Stored data:

★ ★ ★ ★ ★ ★ ★

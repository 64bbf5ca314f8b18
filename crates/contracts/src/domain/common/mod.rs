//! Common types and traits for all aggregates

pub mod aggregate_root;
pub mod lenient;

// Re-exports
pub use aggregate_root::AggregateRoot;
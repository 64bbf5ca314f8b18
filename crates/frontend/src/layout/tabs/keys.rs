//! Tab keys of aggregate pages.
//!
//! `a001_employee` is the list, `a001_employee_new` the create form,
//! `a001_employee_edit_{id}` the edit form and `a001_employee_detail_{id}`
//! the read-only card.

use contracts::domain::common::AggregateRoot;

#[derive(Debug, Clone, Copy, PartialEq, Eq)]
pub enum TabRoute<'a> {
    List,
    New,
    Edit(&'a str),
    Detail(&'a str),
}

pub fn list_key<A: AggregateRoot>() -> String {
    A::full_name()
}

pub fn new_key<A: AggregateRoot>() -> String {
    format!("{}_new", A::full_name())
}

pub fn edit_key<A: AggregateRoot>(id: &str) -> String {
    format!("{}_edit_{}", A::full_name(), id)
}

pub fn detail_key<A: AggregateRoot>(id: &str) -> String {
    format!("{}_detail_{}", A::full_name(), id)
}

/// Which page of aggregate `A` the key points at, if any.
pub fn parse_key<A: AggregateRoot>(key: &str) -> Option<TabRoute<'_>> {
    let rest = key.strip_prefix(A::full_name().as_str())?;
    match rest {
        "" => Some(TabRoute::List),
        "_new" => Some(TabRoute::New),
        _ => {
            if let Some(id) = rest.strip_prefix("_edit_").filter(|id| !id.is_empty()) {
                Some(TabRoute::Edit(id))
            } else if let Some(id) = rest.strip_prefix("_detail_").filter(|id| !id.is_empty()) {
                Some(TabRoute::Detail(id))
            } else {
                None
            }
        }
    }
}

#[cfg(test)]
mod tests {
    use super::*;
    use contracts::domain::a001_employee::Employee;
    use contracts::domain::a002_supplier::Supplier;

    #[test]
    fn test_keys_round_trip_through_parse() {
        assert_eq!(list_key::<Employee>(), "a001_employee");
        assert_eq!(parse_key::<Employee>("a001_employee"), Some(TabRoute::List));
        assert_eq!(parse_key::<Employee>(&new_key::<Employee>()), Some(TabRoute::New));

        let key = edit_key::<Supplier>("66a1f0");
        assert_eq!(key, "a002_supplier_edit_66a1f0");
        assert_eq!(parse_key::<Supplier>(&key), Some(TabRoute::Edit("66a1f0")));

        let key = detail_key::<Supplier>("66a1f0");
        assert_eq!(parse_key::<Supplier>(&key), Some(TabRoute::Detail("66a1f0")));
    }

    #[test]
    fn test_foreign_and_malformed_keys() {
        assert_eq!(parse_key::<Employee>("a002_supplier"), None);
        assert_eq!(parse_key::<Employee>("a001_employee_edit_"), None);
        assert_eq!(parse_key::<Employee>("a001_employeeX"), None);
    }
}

★ ★ ★ ★ ★ ★ ★

EXERCISE DESCRIPTION ▸ For the word "else", find every line in the data that holds it and copy that line.

ANSWER TO THE EXERCISE ▸
            } else if let Some(id) = rest.strip_prefix("_detail_").filter(|id| !id.is_empty()) {
            } else {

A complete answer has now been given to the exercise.